China is now the second largest economy in the world and is quickly becoming the industrial and economic center of Asia. Many multi-national corporations base their headquarters out of major Chinese cities such as Shanghai or Beijing. If you are a Canadian thinking of moving to China for work, here are seven things that newcomers to China should know.
While there are plenty of jobs available for English speakers, you won’t be able to reach your true potential in China until you learn Mandarin. Once you do, people will respect you more and better job opportunities will open up. If you don’t have time to learn Mandarin, you can still consider working in Hong Kong, which offers a wide array of jobs to English speakers.
Competition level in China depends on where you live. In large cities, especially Hong Kong, the job market is extremely competitive with both international and local graduates trying to get work. In lesser-known cities however, you’ll probably have an easier time getting a job as a foreigner.
Canadian nationals need to have a visa before entering China. To work legally, you will need to ask your employer for paperwork and they will need to apply on your behalf. For any work or study that lasts longer than six months, you are required to obtain a Chinese Embassy certified health certificate.
In general, housing in China is far cheaper than trying to find a house in Canada. As a foreigner, you’ll only want to rent instead of buy.

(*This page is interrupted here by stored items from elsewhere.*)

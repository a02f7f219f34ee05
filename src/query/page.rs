use serde::Serialize;

/// Validated pagination window. `page` is 1-based; `limit` defaults to the
/// configured page size and is capped at the configured maximum.
#[derive(Debug, Clone, Copy, PartialEq, Eq)]
pub struct PageParams {
    pub page: i64,
    pub limit: i64,
}

impl Default for PageParams {
    fn default() -> Self {
        Self { page: 1, limit: 10 }
    }
}

impl PageParams {
    pub fn from_query(page: Option<i64>, limit: Option<i64>) -> Self {
        let defaults = &crate::config::config().pagination;
        let page = page.unwrap_or(1).max(1);
        let limit = limit.unwrap_or(defaults.default_limit).clamp(1, defaults.max_limit);
        Self { page, limit }
    }

    pub fn offset(&self) -> i64 {
        (self.page - 1) * self.limit
    }
}

/// One page of results plus the window bookkeeping the clients expect.
#[derive(Debug, Serialize)]
#[serde(rename_all = "camelCase")]
pub struct Page<T> {
    pub docs: Vec<T>,
    pub total_docs: i64,
    pub page: i64,
    pub limit: i64,
    pub total_pages: i64,
}

impl<T> Page<T> {
    pub fn new(docs: Vec<T>, total_docs: i64, params: PageParams) -> Self {
        let total_pages = if total_docs == 0 {
            0
        } else {
            (total_docs + params.limit - 1) / params.limit
        };
        Self { docs, total_docs, page: params.page, limit: params.limit, total_pages }
    }
}

#[cfg(test)]
mod tests {
    use super::*;

    #[test]
    fn defaults_to_first_page_of_ten() {
        let p = PageParams::from_query(None, None);
        assert_eq!(p.page, 1);
        assert_eq!(p.limit, 10);
        assert_eq!(p.offset(), 0);
    }

    #[test]
    fn clamps_page_and_limit() {
        let p = PageParams::from_query(Some(0), Some(-5));
        assert_eq!(p.page, 1);
        assert_eq!(p.limit, 1);

        let max = crate::config::config().pagination.max_limit;
        let p = PageParams::from_query(Some(3), Some(max + 1000));
        assert_eq!(p.limit, max);
        assert_eq!(p.offset(), 2 * max);
    }

    #[test]
    fn total_pages_rounds_up() {
        let params = PageParams { page: 1, limit: 10 };
        assert_eq!(Page::<i32>::new(vec![], 0, params).total_pages, 0);
        assert_eq!(Page::<i32>::new(vec![], 10, params).total_pages, 1);
        assert_eq!(Page::<i32>::new(vec![], 11, params).total_pages, 2);
    }
}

Trying to buy land as a foreigner is very complicated and you will probably end up losing money in the end.
As a Canadian, you’ll probably want your child to learn Chinese while still teaching him/her Western values and cultures. China’s major cities have several international schools that provide a primarily English speaking environment with the option of also learning Cantonese or Mandarin.
Chinese culture is miles apart from the way things work back in Canada. If your company doesn’t give you cross-cultural training, make sure you get it by yourself. A lack of culture training can lead to misunderstand and can have huge negative repercussions on your business. You may find Chinese to be ill-mannered and even rude at times, but many of these characteristics are just part of how things work in China.
As a foreigner, you will need to understand both sides: the Western perspective and the Chinese perspective. Any successful expat in China uses diplomatic qualities to bridge the culture gap between cultures. If you only try to go your way, your Chinese staff will resent you for it. Like with any business, you need to understand your co-workers and gain their respect if you want to be efficient.